** Opening GIVEN DATA block **

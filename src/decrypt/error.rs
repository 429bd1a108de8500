//! Error types for sender resolution.

use thiserror::Error;

use crate::contacts::ContactsError;

/// Why a message could not be decrypted.
#[derive(Error, Debug)]
pub enum DecryptionError {
    /// No hint worked and no contact shares the sender address.
    #[error("No candidate sender keys for {address}")]
    NoCandidates {
        /// Normalized sender address.
        address: String,
    },

    /// Every candidate was tried and none decrypted the message.
    #[error("Decryption failed after {attempts} attempts")]
    Exhausted {
        /// Decrypt calls made, hint included.
        attempts: usize,
    },

    /// The message itself is unusable.
    #[error("Invalid message: {0}")]
    InvalidMessage(String),

    /// No account keys are installed to decrypt with.
    #[error("No account keys configured")]
    KeysUnavailable,

    /// Reading candidates or hints failed.
    #[error("Contact store error: {0}")]
    Store(#[from] ContactsError),
}

/// Result type alias for sender resolution.
pub type Result<T> = std::result::Result<T, DecryptionError>;
//! Runtime configuration.
//!
//! Every section deserializes from partial JSON: missing keys take their
//! defaults, so a host application only spells out what it changes.
//!
//! ```
//! use nostrmail_core::config::CoreConfig;
//!
//! let config = CoreConfig::default()
//!     .with_relays(["wss://relay.example.com"])
//!     .with_demote_on_missing_list(true);
//! assert_eq!(config.relays.len(), 1);
//! ```

use std::time::Duration;

use serde::{Deserialize, Serialize};

/// Relays used when the host supplies none.
pub const DEFAULT_RELAYS: &[&str] = &[
    "wss://relay.damus.io",
    "wss://nos.lol",
    "wss://relay.primal.net",
];

/// Settings for a reconciliation pass.
#[derive(Debug, Clone, PartialEq, Eq, Serialize, Deserialize)]
#[serde(default)]
pub struct ReconcileConfig {
    /// Relationship writes per batch.
    pub batch_size: usize,
    /// Pause between write batches, in milliseconds.
    pub batch_delay_ms: u64,
    /// Demote every public contact when no follow list exists at all.
    pub demote_on_missing_list: bool,
    /// Upper bound on previously unsynced profiles picked up per pass.
    pub max_pending_profiles: usize,
}

impl ReconcileConfig {
    /// Pause between write batches.
    #[must_use]
    pub const fn batch_delay(&self) -> Duration {
        Duration::from_millis(self.batch_delay_ms)
    }
}

impl Default for ReconcileConfig {
    fn default() -> Self {
        Self {
            batch_size: 5,
            batch_delay_ms: 250,
            demote_on_missing_list: false,
            max_pending_profiles: 500,
        }
    }
}

/// Settings for profile enrichment.
#[derive(Debug, Clone, PartialEq, Eq, Serialize, Deserialize)]
#[serde(default)]
pub struct ProfileConfig {
    /// Authors per profile request.
    pub max_profiles_per_request: usize,
}

impl Default for ProfileConfig {
    fn default() -> Self {
        Self {
            max_profiles_per_request: 250,
        }
    }
}

/// Settings for the avatar cache.
#[derive(Debug, Clone, PartialEq, Eq, Serialize, Deserialize)]
#[serde(default)]
pub struct ImageCacheConfig {
    /// Avatars fetched eagerly by the initial load.
    pub eager_count: usize,
    /// Concurrent downloads per batch.
    pub batch_size: usize,
    /// Pause between download batches, in milliseconds.
    pub batch_delay_ms: u64,
    /// Per-download timeout, in seconds.
    pub request_timeout_secs: u64,
    /// Payloads larger than this are discarded.
    pub max_image_bytes: usize,
}

impl ImageCacheConfig {
    /// Pause between download batches.
    #[must_use]
    pub const fn batch_delay(&self) -> Duration {
        Duration::from_millis(self.batch_delay_ms)
    }

    /// Per-download timeout.
    #[must_use]
    pub const fn request_timeout(&self) -> Duration {
        Duration::from_secs(self.request_timeout_secs)
    }
}

impl Default for ImageCacheConfig {
    fn default() -> Self {
        Self {
            eager_count: 20,
            batch_size: 5,
            batch_delay_ms: 250,
            request_timeout_secs: 10,
            max_image_bytes: 2 * 1024 * 1024,
        }
    }
}

/// Top-level configuration.
#[derive(Debug, Clone, PartialEq, Eq, Serialize, Deserialize)]
#[serde(default)]
pub struct CoreConfig {
    /// Relay URLs (wss:// only).
    pub relays: Vec<String>,
    /// Relay connect timeout, in seconds.
    pub connect_timeout_secs: u64,
    /// Follow list and profile fetch timeout, in seconds.
    pub fetch_timeout_secs: u64,
    /// Follow list publish timeout, in seconds.
    pub publish_timeout_secs: u64,
    /// Reconciliation settings.
    pub reconcile: ReconcileConfig,
    /// Profile enrichment settings.
    pub profile: ProfileConfig,
    /// Avatar cache settings.
    pub image_cache: ImageCacheConfig,
}

impl Default for CoreConfig {
    fn default() -> Self {
        Self {
            relays: DEFAULT_RELAYS.iter().map(ToString::to_string).collect(),
            connect_timeout_secs: 5,
            fetch_timeout_secs: 10,
            publish_timeout_secs: 30,
            reconcile: ReconcileConfig::default(),
            profile: ProfileConfig::default(),
            image_cache: ImageCacheConfig::default(),
        }
    }
}

impl CoreConfig {
    /// Parses a JSON configuration, filling gaps with defaults.
    ///
    /// # Errors
    ///
    /// Returns an error if `json` is malformed.
    pub fn from_json(json: &str) -> Result<Self, serde_json::Error> {
        serde_json::from_str(json)
    }

    /// Replaces the relay list.
    #[must_use]
    pub fn with_relays(mut self, relays: impl IntoIterator<Item = impl Into<String>>) -> Self {
        self.relays = relays.into_iter().map(Into::into).collect();
        self
    }

    /// Sets the reconciliation write batch size and delay.
    #[must_use]
    pub const fn with_write_batches(mut self, batch_size: usize, delay_ms: u64) -> Self {
        self.reconcile.batch_size = batch_size;
        self.reconcile.batch_delay_ms = delay_ms;
        self
    }

    /// Sets whether a missing follow list demotes public contacts.
    #[must_use]
    pub const fn with_demote_on_missing_list(mut self, demote: bool) -> Self {
        self.reconcile.demote_on_missing_list = demote;
        self
    }

    /// Sets the number of authors per profile request.
    #[must_use]
    pub const fn with_max_profiles_per_request(mut self, max: usize) -> Self {
        self.profile.max_profiles_per_request = max;
        self
    }

    /// Sets the avatar cache settings.
    #[must_use]
    pub fn with_image_cache(mut self, image_cache: ImageCacheConfig) -> Self {
        self.image_cache = image_cache;
        self
    }

    /// Relay connect timeout.
    #[must_use]
    pub const fn connect_timeout(&self) -> Duration {
        Duration::from_secs(self.connect_timeout_secs)
    }

    /// Fetch timeout.
    #[must_use]
    pub const fn fetch_timeout(&self) -> Duration {
        Duration::from_secs(self.fetch_timeout_secs)
    }

    /// Publish timeout.
    #[must_use]
    pub const fn publish_timeout(&self) -> Duration {
        Duration::from_secs(self.publish_timeout_secs)
    }
}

** Closing GIVEN DATA block **

PROBLEM: Make sure that every entry above is copied out exactly as it stands.

EXERCISE OUTPUT:
filename src/decrypt/error.rs
repository 429bd1a108de8500
//! Error types for sender resolution.

use thiserror::Error;

use crate::contacts::ContactsError;

/// Why a message could not be decrypted.
#[derive(Error, Debug)]
pub enum DecryptionError {
    /// No hint worked and no contact shares the sender address.
    #[error("No candidate sender keys for {address}")]
    NoCandidates {
        /// Normalized sender address.
        address: String,
    },

    /// Every candidate was tried and none decrypted the message.
    #[error("Decryption failed after {attempts} attempts")]
    Exhausted {
        /// Decrypt calls made, hint included.
        attempts: usize,
    },

    /// The message itself is unusable.
    #[error("Invalid message: {0}")]
    InvalidMessage(String),

    /// No account keys are installed to decrypt with.
    #[error("No account keys configured")]
    KeysUnavailable,

    /// Reading candidates or hints failed.
    #[error("Contact store error: {0}")]
    Store(#[from] ContactsError),
}

/// Result type alias for sender resolution.
pub type Result<T> = std::result::Result<T, DecryptionError>;
//! Runtime configuration.
//!
//! Every section deserializes from partial JSON: missing keys take their
//! defaults, so a host application only spells out what it changes.
//!
//! ```
//! use nostrmail_core::config::CoreConfig;
//!
//! let config = CoreConfig::default()
//!     .with_relays(["wss://relay.example.com"])
//!     .with_demote_on_missing_list(true);
//! assert_eq!(config.relays.len(), 1);
//! ```

use std::time::Duration;

use serde::{Deserialize, Serialize};

/// Relays used when the host supplies none.
pub const DEFAULT_RELAYS: &[&str] = &[
    "wss://relay.damus.io",
    "wss://nos.lol",
    "wss://relay.primal.net",
];

/// Settings for a reconciliation pass.
#[derive(Debug, Clone, PartialEq, Eq, Serialize, Deserialize)]
#[serde(default)]
pub struct ReconcileConfig {
    /// Relationship writes per batch.
    pub batch_size: usize,
    /// Pause between write batches, in milliseconds.
    pub batch_delay_ms: u64,
    /// Demote every public contact when no follow list exists at all.
    pub demote_on_missing_list: bool,
    /// Upper bound on previously unsynced profiles picked up per pass.
    pub max_pending_profiles: usize,
}

impl ReconcileConfig {
    /// Pause between write batches.
    #[must_use]
    pub const fn batch_delay(&self) -> Duration {
        Duration::from_millis(self.batch_delay_ms)
    }
}

impl Default for ReconcileConfig {
    fn default() -> Self {
        Self {
            batch_size: 5,
            batch_delay_ms: 250,
            demote_on_missing_list: false,
            max_pending_profiles: 500,
        }
    }
}

/// Settings for profile enrichment.
#[derive(Debug, Clone, PartialEq, Eq, Serialize, Deserialize)]
#[serde(default)]
pub struct ProfileConfig {
    /// Authors per profile request.
    pub max_profiles_per_request: usize,
}

impl Default for ProfileConfig {
    fn default() -> Self {
        Self {
            max_profiles_per_request: 250,
        }
    }
}

/// Settings for the avatar cache.
#[derive(Debug, Clone, PartialEq, Eq, Serialize, Deserialize)]
#[serde(default)]
pub struct ImageCacheConfig {
    /// Avatars fetched eagerly by the initial load.
    pub eager_count: usize,
    /// Concurrent downloads per batch.
    pub batch_size: usize,
    /// Pause between download batches, in milliseconds.
    pub batch_delay_ms: u64,
    /// Per-download timeout, in seconds.
    pub request_timeout_secs: u64,
    /// Payloads larger than this are discarded.
    pub max_image_bytes: usize,
}

impl ImageCacheConfig {
    /// Pause between download batches.
    #[must_use]
    pub const fn batch_delay(&self) -> Duration {
        Duration::from_millis(self.batch_delay_ms)
    }

    /// Per-download timeout.
    #[must_use]
    pub const fn request_timeout(&self) -> Duration {
        Duration::from_secs(self.request_timeout_secs)
    }
}

impl Default for ImageCacheConfig {
    fn default() -> Self {
        Self {
            eager_count: 20,
            batch_size: 5,
            batch_delay_ms: 250,
            request_timeout_secs: 10,
            max_image_bytes: 2 * 1024 * 1024,
        }
    }
}

/// Top-level configuration.
#[derive(Debug, Clone, PartialEq, Eq, Serialize, Deserialize)]
#[serde(default)]
pub struct CoreConfig {
    /// Relay URLs (wss:// only).
    pub relays: Vec<String>,
    /// Relay connect timeout, in seconds.
    pub connect_timeout_secs: u64,
    /// Follow list and profile fetch timeout, in seconds.
    pub fetch_timeout_secs: u64,
    /// Follow list publish timeout, in seconds.
    pub publish_timeout_secs: u64,
    /// Reconciliation settings.
    pub reconcile: ReconcileConfig,
    /// Profile enrichment settings.
    pub profile: ProfileConfig,
    /// Avatar cache settings.
    pub image_cache: ImageCacheConfig,
}

impl Default for CoreConfig {
    fn default() -> Self {
        Self {
            relays: DEFAULT_RELAYS.iter().map(ToString::to_string).collect(),
            connect_timeout_secs: 5,
            fetch_timeout_secs: 10,
            publish_timeout_secs: 30,
            reconcile: ReconcileConfig::default(),
            profile: ProfileConfig::default(),
            image_cache: ImageCacheConfig::default(),
        }
    }
}

impl CoreConfig {
    /// Parses a JSON configuration, filling gaps with defaults.
    ///
    /// # Errors
    ///
    /// Returns an error if `json` is malformed.
    pub fn from_json(json: &str) -> Result<Self, serde_json::Error> {
        serde_json::from_str(json)
    }

    /// Replaces the relay list.
    #[must_use]
    pub fn with_relays(mut self, relays: impl IntoIterator<Item = impl Into<String>>) -> Self {
        self.relays = relays.into_iter().map(Into::into).collect();
        self
    }

    /// Sets the reconciliation write batch size and delay.
    #[must_use]
    pub const fn with_write_batches(mut self, batch_size: usize, delay_ms: u64) -> Self {
        self.reconcile.batch_size = batch_size;
        self.reconcile.batch_delay_ms = delay_ms;
        self
    }

    /// Sets whether a missing follow list demotes public contacts.
    #[must_use]
    pub const fn with_demote_on_missing_list(mut self, demote: bool) -> Self {
        self.reconcile.demote_on_missing_list = demote;
        self
    }

    /// Sets the number of authors per profile request.
    #[must_use]
    pub const fn with_max_profiles_per_request(mut self, max: usize) -> Self {
        self.profile.max_profiles_per_request = max;
        self
    }

    /// Sets the avatar cache settings.
    #[must_use]
    pub fn with_image_cache(mut self, image_cache: ImageCacheConfig) -> Self {
        self.image_cache = image_cache;
        self
    }

    /// Relay connect timeout.
    #[must_use]
    pub const fn connect_timeout(&self) -> Duration {
        Duration::from_secs(self.connect_timeout_secs)
    }

    /// Fetch timeout.
    #[must_use]
    pub const fn fetch_timeout(&self) -> Duration {
        Duration::from_secs(self.fetch_timeout_secs)
    }

    /// Publish timeout.
    #[must_use]
    pub const fn publish_timeout(&self) -> Duration {
        Duration::from_secs(self.publish_timeout_secs)
    }
}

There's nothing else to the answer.